(Collected data)
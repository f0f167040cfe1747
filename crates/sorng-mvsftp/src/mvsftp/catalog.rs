//! Catalog operations: dataset/member listings, delete, rename.

use crate::mvsftp::error::{FtpError, FtpResult};
use crate::mvsftp::file_ops::quote_dataset;
use crate::mvsftp::parser;
use crate::mvsftp::session::ControlSession;
use crate::mvsftp::transfer;
use crate::mvsftp::types::*;
use tokio::io::AsyncReadExt;

impl ControlSession {
    // ─── LIST ────────────────────────────────────────────────────

    /// List catalogued datasets, optionally restricted to a pattern such as
    /// `USER1.**` or `USER1.*.CNTL`.
    pub async fn list_datasets(&mut self, pattern: Option<&str>) -> FtpResult<Vec<DataSetInfo>> {
        let cmd = match pattern.map(str::trim).filter(|p| !p.is_empty()) {
            Some(p) => format!("LIST {}", quote_dataset(p)),
            None => "LIST".to_string(),
        };
        let raw = self.retrieve_text(&cmd).await?;
        Ok(parser::parse_dataset_listing(&raw))
    }

    /// List the members of a partitioned dataset.
    pub async fn list_members(&mut self, pds: &str) -> FtpResult<Vec<DataSetInfo>> {
        let bare = pds.trim().trim_matches('\'');
        let raw = self.retrieve_text(&format!("LIST '{}(*)'", bare)).await?;
        Ok(parser::parse_member_listing(&raw, bare))
    }

    /// Run a data-bearing command in ASCII mode and return the payload as
    /// text (listings, JES spool output).
    pub(crate) async fn retrieve_text(&mut self, cmd: &str) -> FtpResult<String> {
        self.set_type(TransferMode::Ascii).await?;
        let mut data = transfer::open_data_channel(self).await?;
        let resp = self.send_command(cmd).await?;
        if !resp.opens_data_transfer() {
            return Err(FtpError::from_reply(resp.code, &resp.text()));
        }

        let mut buf = Vec::new();
        let read = data.read_to_end(&mut buf).await;
        drop(data);
        if let Err(e) = read {
            let e = FtpError::from(e);
            self.recover_after_stream_error(&e).await;
            return Err(e);
        }

        self.closing_reply().await?;
        log::debug!("{} returned {} bytes", cmd, buf.len());
        Ok(String::from_utf8_lossy(&buf).into_owned())
    }

    // ─── DELE ────────────────────────────────────────────────────

    /// Delete a dataset (or `PDS(MEMBER)`).
    pub async fn delete_dataset(&mut self, name: &str) -> FtpResult<()> {
        let resp = self
            .send_command(&format!("DELE {}", quote_dataset(name)))
            .await?;
        if resp.code != 250 {
            return Err(FtpError::from_reply(resp.code, &resp.text()));
        }
        log::info!("Deleted {}", name);
        Ok(())
    }

    // ─── RNFR / RNTO ─────────────────────────────────────────────

    /// Rename a dataset.
    pub async fn rename_dataset(&mut self, from: &str, to: &str) -> FtpResult<()> {
        let resp = self
            .send_command(&format!("RNFR {}", quote_dataset(from)))
            .await?;
        if resp.code != 350 {
            return Err(FtpError::from_reply(resp.code, &resp.text()));
        }
        let resp = self
            .send_command(&format!("RNTO {}", quote_dataset(to)))
            .await?;
        if resp.code != 250 {
            return Err(FtpError::from_reply(resp.code, &resp.text()));
        }
        log::info!("Renamed {} -> {}", from, to);
        Ok(())
    }
}
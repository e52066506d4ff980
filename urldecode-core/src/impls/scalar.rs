use alloc::string::String;

use crate::spez::default_in_place;
use crate::*;

macro_rules! impl_shaped_for_scalar {
    ($($ty:ty => $scalar:ident),* $(,)?) => {
        $(
            unsafe impl Shaped for $ty {
                const SHAPE: &'static Shape = &const {
                    Shape {
                        id: ConstTypeId::of::<$ty>(),
                        type_name: || stringify!($ty),
                        default_in_place: Some(default_in_place::<$ty> as DefaultInPlaceFn),
                        def: Def::Scalar(ScalarType::$scalar),
                    }
                };
            }
        )*
    };
}

impl_shaped_for_scalar! {
    bool => Bool,
    i8 => I8,
    i16 => I16,
    i32 => I32,
    i64 => I64,
    isize => ISize,
    u8 => U8,
    u16 => U16,
    u32 => U32,
    u64 => U64,
    usize => USize,
    f32 => F32,
    f64 => F64,
    String => String,
}

#[cfg(test)]
mod tests {
    use super::*;

    #[test]
    fn scalars_describe_themselves() {
        assert!(matches!(u16::SHAPE.def, Def::Scalar(ScalarType::U16)));
        assert!(matches!(String::SHAPE.def, Def::Scalar(ScalarType::String)));
        assert_eq!(f64::SHAPE.type_name(), "f64");
        assert!(i32::SHAPE.default_in_place.is_some());
        assert_ne!(i32::SHAPE, u32::SHAPE);
    }
}
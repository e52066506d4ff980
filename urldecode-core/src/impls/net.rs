//! Standard types that already know how to parse themselves.

use core::net::{IpAddr, Ipv4Addr, Ipv6Addr, SocketAddr};
use core::str::FromStr;

use crate::*;

unsafe fn from_str_in_place<T>(target: PtrMut<'_>, text: &[u8]) -> Result<(), TextError>
where
    T: FromStr,
    T::Err: core::error::Error + Send + Sync + 'static,
{
    let parsed = core::str::from_utf8(text)?.parse::<T>()?;
    *unsafe { target.as_mut::<T>() } = parsed;
    Ok(())
}

macro_rules! impl_shaped_from_str {
    ($($ty:ident),* $(,)?) => {
        $(
            unsafe impl Shaped for $ty {
                const SHAPE: &'static Shape = &const {
                    Shape {
                        id: ConstTypeId::of::<$ty>(),
                        type_name: || stringify!($ty),
                        default_in_place: None,
                        def: Def::Text(TextDef {
                            unmarshal: from_str_in_place::<$ty>,
                        }),
                    }
                };
            }
        )*
    };
}

impl_shaped_from_str!(IpAddr, Ipv4Addr, Ipv6Addr, SocketAddr);
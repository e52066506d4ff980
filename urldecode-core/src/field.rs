use core::fmt;

use crate::Shape;

/// Describes a field in a struct
#[derive(Clone, Copy)]
pub struct Field {
    /// name of the field as declared in the source (`r#` prefix removed)
    pub name: &'static str,

    /// shape of the inner type
    ///
    /// the layer of indirection allows for cyclic type definitions
    pub shape: fn() -> &'static Shape,

    /// offset of the field in the struct (obtained through `core::mem::offset_of`)
    pub offset: usize,

    /// flags derived from the declaration
    pub flags: FieldFlags,

    /// `#[url(...)]` and `#[serde(...)]` arguments, in declaration order
    pub attributes: &'static [FieldAttribute],
}

impl Field {
    /// Returns the shape of the inner type
    #[inline]
    pub fn shape(&self) -> &'static Shape {
        (self.shape)()
    }

    /// Returns true if the field was marked `#[url(flatten)]` or `#[serde(flatten)]`.
    #[inline]
    pub fn is_flattened(&self) -> bool {
        self.flags.contains(FieldFlags::FLATTEN)
    }

    /// Returns true if the field was declared without any `pub` qualifier.
    #[inline]
    pub fn is_private(&self) -> bool {
        self.flags.contains(FieldFlags::PRIVATE)
    }

    /// Gets the first attribute with the given namespace and key.
    pub fn get_attr(&self, ns: AttrNamespace, key: &str) -> Option<&'static FieldAttribute> {
        self.attributes
            .iter()
            .find(|attr| attr.ns == ns && attr.key == key)
    }

    /// Checks whether the field has an attribute with the given namespace and key.
    #[inline]
    pub fn has_attr(&self, ns: AttrNamespace, key: &str) -> bool {
        self.get_attr(ns, key).is_some()
    }
}

impl fmt::Debug for Field {
    fn fmt(&self, f: &mut fmt::Formatter<'_>) -> fmt::Result {
        f.debug_struct("Field")
            .field("name", &self.name)
            .field("shape", &self.shape().type_name())
            .field("offset", &self.offset)
            .field("flags", &self.flags)
            .field("attributes", &self.attributes)
            .finish()
    }
}

/// Bit flags for field-level properties known at derive time.
#[derive(Copy, Clone, Default, PartialEq, Eq, Hash)]
#[repr(transparent)]
pub struct FieldFlags(u8);

impl FieldFlags {
    /// The field's own fields are promoted into the enclosing struct.
    pub const FLATTEN: Self = Self(1 << 0);

    /// The field was declared without any visibility qualifier.
    ///
    /// Restricted visibility (`pub(crate)`, `pub(super)`, `pub(in path)`)
    /// counts as public: such fields are addressable from a query like
    /// plain `pub` ones. Only fields with no `pub` at all are hidden, unless
    /// they are flattened.
    pub const PRIVATE: Self = Self(1 << 1);

    /// An empty set of flags.
    #[inline]
    pub const fn empty() -> Self {
        Self(0)
    }

    /// Returns the union of `self` and `other`.
    #[inline]
    pub const fn union(self, other: Self) -> Self {
        Self(self.0 | other.0)
    }

    /// Returns `true` if all flags in `other` are contained in `self`.
    #[inline]
    pub const fn contains(self, other: Self) -> bool {
        (self.0 & other.0) == other.0
    }

    /// Returns `true` if no flags are set.
    #[inline]
    pub const fn is_empty(self) -> bool {
        self.0 == 0
    }
}

impl fmt::Debug for FieldFlags {
    fn fmt(&self, f: &mut fmt::Formatter<'_>) -> fmt::Result {
        let mut set = f.debug_set();
        if self.contains(Self::FLATTEN) {
            set.entry(&"FLATTEN");
        }
        if self.contains(Self::PRIVATE) {
            set.entry(&"PRIVATE");
        }
        set.finish()
    }
}

/// Which attribute an argument was written in.
#[derive(Clone, Copy, Debug, PartialEq, Eq, Hash)]
pub enum AttrNamespace {
    /// `#[url(...)]`, consulted first
    Url,
    /// `#[serde(...)]`, consulted when `#[url(...)]` says nothing
    Serde,
}

/// One argument of a field attribute: `key` or `key = "value"`.
///
/// `#[url(rename = "id", omitempty)]` yields two of these. Arguments the
/// decoder does not interpret are kept so that they remain visible through
/// reflection.
#[derive(Clone, Copy, Debug, PartialEq, Eq, Hash)]
pub struct FieldAttribute {
    /// attribute the argument came from
    pub ns: AttrNamespace,
    /// argument name
    pub key: &'static str,
    /// string literal after `=`, if any
    pub value: Option<&'static str>,
}

impl FieldAttribute {
    /// A `#[url(key = "value")]` or `#[url(key)]` argument.
    pub const fn url(key: &'static str, value: Option<&'static str>) -> Self {
        Self {
            ns: AttrNamespace::Url,
            key,
            value,
        }
    }

    /// A `#[serde(key = "value")]` or `#[serde(key)]` argument.
    pub const fn serde(key: &'static str, value: Option<&'static str>) -> Self {
        Self {
            ns: AttrNamespace::Serde,
            key,
            value,
        }
    }
}
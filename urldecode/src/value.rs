//! Conversion of one raw value into the field it resolved to.

use core::num::{ParseFloatError, ParseIntError};
use core::str::FromStr;

use urldecode_core::{Def, PtrMut, ScalarType, Shape};

use crate::{DecodeError, ParseError, ParseErrorKind, TypeError};

/// Decodes `raw` into the value `target` points to.
///
/// Types with their own text decoding go first, then `Option` and `Box`
/// are decoded through (an empty `Option` gets a default value first), then
/// scalars are converted. Anything else is a [`TypeError`]. A scalar field
/// is only written once its value converted successfully.
///
/// # Safety
///
/// `target` must point to an initialized value of the type `shape` describes,
/// not borrowed elsewhere.
pub(crate) unsafe fn decode_value(
    target: PtrMut<'_>,
    shape: &'static Shape,
    raw: &[u8],
    key: &'static str,
) -> Result<(), DecodeError> {
    match shape.def {
        Def::Text(def) => unsafe { (def.unmarshal)(target, raw) }.map_err(DecodeError::Custom),
        Def::Option(def) => {
            let inner = unsafe { (def.get_or_init)(target) }.ok_or(TypeError::Uninstantiable {
                key,
                type_name: def.t().type_name(),
            })?;
            unsafe { decode_value(inner, def.t(), raw, key) }
        }
        Def::Pointer(def) => {
            let pointee = unsafe { (def.borrow_mut)(target) };
            unsafe { decode_value(pointee, def.pointee(), raw, key) }
        }
        Def::Scalar(scalar) => unsafe { decode_scalar(target, scalar, raw, key) },
        Def::Struct(_) | Def::Opaque => Err(TypeError::UnsupportedKind {
            key,
            type_name: shape.type_name(),
        }
        .into()),
    }
}

/// `1`, `y`, `Y`, then `yes` and `true` in any case. Everything else is
/// false, there is no error.
pub(crate) fn parse_bool(raw: &[u8]) -> bool {
    match raw.len() {
        1 => matches!(raw[0], b'1' | b'y' | b'Y'),
        3 => raw.eq_ignore_ascii_case(b"yes"),
        4 => raw.eq_ignore_ascii_case(b"true"),
        _ => false,
    }
}

fn as_str<'a>(raw: &'a [u8], key: &'static str) -> Result<&'a str, ParseError> {
    core::str::from_utf8(raw).map_err(|e| ParseError {
        key,
        kind: ParseErrorKind::InvalidUtf8(e),
    })
}

fn parse_int<T>(raw: &[u8], key: &'static str) -> Result<T, ParseError>
where
    T: FromStr<Err = ParseIntError>,
{
    as_str(raw, key)?.parse().map_err(|e| ParseError {
        key,
        kind: ParseErrorKind::Int(e),
    })
}

fn names_infinity(text: &str) -> bool {
    let magnitude = text.strip_prefix(['+', '-']).unwrap_or(text);
    magnitude.eq_ignore_ascii_case("inf") || magnitude.eq_ignore_ascii_case("infinity")
}

fn parse_float<T>(raw: &[u8], key: &'static str, is_infinite: fn(T) -> bool) -> Result<T, ParseError>
where
    T: FromStr<Err = ParseFloatError> + Copy,
{
    let text = as_str(raw, key)?;
    let value: T = text.parse().map_err(|e| ParseError {
        key,
        kind: ParseErrorKind::Float(e),
    })?;
    if is_infinite(value) && !names_infinity(text) {
        return Err(ParseError {
            key,
            kind: ParseErrorKind::FloatOutOfRange,
        });
    }
    Ok(value)
}

/// # Safety
///
/// `target` must point to an initialized `T`.
unsafe fn store<T>(target: PtrMut<'_>, value: T) {
    *unsafe { target.as_mut::<T>() } = value;
}

unsafe fn decode_scalar(
    target: PtrMut<'_>,
    scalar: ScalarType,
    raw: &[u8],
    key: &'static str,
) -> Result<(), DecodeError> {
    unsafe {
        match scalar {
            ScalarType::Bool => store(target, parse_bool(raw)),
            ScalarType::I8 => store(target, parse_int::<i8>(raw, key)?),
            ScalarType::I16 => store(target, parse_int::<i16>(raw, key)?),
            ScalarType::I32 => store(target, parse_int::<i32>(raw, key)?),
            ScalarType::I64 => store(target, parse_int::<i64>(raw, key)?),
            ScalarType::ISize => store(target, parse_int::<isize>(raw, key)?),
            ScalarType::U8 => store(target, parse_int::<u8>(raw, key)?),
            ScalarType::U16 => store(target, parse_int::<u16>(raw, key)?),
            ScalarType::U32 => store(target, parse_int::<u32>(raw, key)?),
            ScalarType::U64 => store(target, parse_int::<u64>(raw, key)?),
            ScalarType::USize => store(target, parse_int::<usize>(raw, key)?),
            ScalarType::F32 => store(target, parse_float::<f32>(raw, key, f32::is_infinite)?),
            ScalarType::F64 => store(target, parse_float::<f64>(raw, key, f64::is_infinite)?),
            ScalarType::String => {
                let text = as_str(raw, key)?;
                let string = target.as_mut::<String>();
                string.clear();
                string.push_str(text);
            }
        }
    }
    Ok(())
}

#[cfg(test)]
mod tests {
    use super::*;
    use crate::Shaped;

    fn decode<T: Shaped>(value: &mut T, raw: &str) -> Result<(), DecodeError> {
        unsafe { decode_value(PtrMut::new(value), T::SHAPE, raw.as_bytes(), "key") }
    }

    #[test]
    fn bool_truth_table() {
        for yes in ["1", "y", "Y", "yes", "YES", "yEs", "true", "TRUE", "True"] {
            assert!(parse_bool(yes.as_bytes()), "{yes:?} should be true");
        }
        for no in ["0", "", "n", "no", "false", "TRUE!", "yess", "t", "2", "on"] {
            assert!(!parse_bool(no.as_bytes()), "{no:?} should be false");
        }
    }

    #[test]
    fn bools_never_fail() {
        let mut flag = true;
        decode(&mut flag, "garbage").unwrap();
        assert!(!flag);
    }

    #[test]
    fn integers_respect_width() {
        let mut small = 0i8;
        decode(&mut small, "-128").unwrap();
        assert_eq!(small, -128);

        let err = decode(&mut small, "128").unwrap_err();
        assert!(matches!(
            err,
            DecodeError::Parse(ParseError {
                key: "key",
                kind: ParseErrorKind::Int(_)
            })
        ));
        assert_eq!(small, -128);

        let mut unsigned = 7u64;
        assert!(decode(&mut unsigned, "-1").is_err());
        assert!(decode(&mut unsigned, "abc").is_err());
        assert!(decode(&mut unsigned, "").is_err());
        assert_eq!(unsigned, 7);
    }

    #[test]
    fn floats() {
        let mut value = 0f64;
        decode(&mut value, "1.234").unwrap();
        assert_eq!(value, 1.234);
        decode(&mut value, "-2.5e3").unwrap();
        assert_eq!(value, -2500.0);
        decode(&mut value, "-Inf").unwrap();
        assert_eq!(value, f64::NEG_INFINITY);

        let mut single = 1f32;
        let err = decode(&mut single, "1e39").unwrap_err();
        assert!(matches!(
            err,
            DecodeError::Parse(ParseError {
                kind: ParseErrorKind::FloatOutOfRange,
                ..
            })
        ));
        assert_eq!(single, 1.0);
        assert!(decode(&mut single, "1.2.3").is_err());
    }

    #[test]
    fn strings_must_be_utf8() {
        let mut text = String::from("old");
        decode(&mut text, "café").unwrap();
        assert_eq!(text, "café");

        let err = unsafe {
            decode_value(PtrMut::new(&mut text), String::SHAPE, b"\xff", "key")
        }
        .unwrap_err();
        assert!(matches!(
            err,
            DecodeError::Parse(ParseError {
                kind: ParseErrorKind::InvalidUtf8(_),
                ..
            })
        ));
        assert_eq!(text, "café");
    }

    #[test]
    fn options_are_allocated() {
        let mut value: Option<u16> = None;
        decode(&mut value, "42").unwrap();
        assert_eq!(value, Some(42));

        let mut boxed: Option<Box<String>> = None;
        decode(&mut boxed, "hi").unwrap();
        assert_eq!(boxed.as_deref().map(String::as_str), Some("hi"));
    }

    #[test]
    fn unsupported_kinds_are_type_errors() {
        let mut list: Vec<u8> = Vec::new();
        let err = decode(&mut list, "1").unwrap_err();
        assert!(matches!(
            err,
            DecodeError::Type(TypeError::UnsupportedKind { key: "key", .. })
        ));
    }

    #[test]
    fn empty_trait_object_option_is_a_type_error() {
        let mut target: Option<Box<dyn crate::UnmarshalText>> = None;
        let err = decode(&mut target, "x").unwrap_err();
        insta::assert_snapshot!(err, @r#"field "key": can't decode into interface type Box<dyn UnmarshalText>"#);
    }
}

## ACTIVITY
The lines to return begin at the first line of the records and end at the line holding "use tokio::io::AsyncReadExt;"; please return them exactly, including both, and nothing beyond.

## ANSWER FOR THE TASK
repository f0f167040cfe1747
filename crates/sorng-mvsftp/src/mvsftp/catalog.rs
//! Catalog operations: dataset/member listings, delete, rename.

use crate::mvsftp::error::{FtpError, FtpResult};
use crate::mvsftp::file_ops::quote_dataset;
use crate::mvsftp::parser;
use crate::mvsftp::session::ControlSession;
use crate::mvsftp::transfer;
use crate::mvsftp::types::*;
use tokio::io::AsyncReadExt;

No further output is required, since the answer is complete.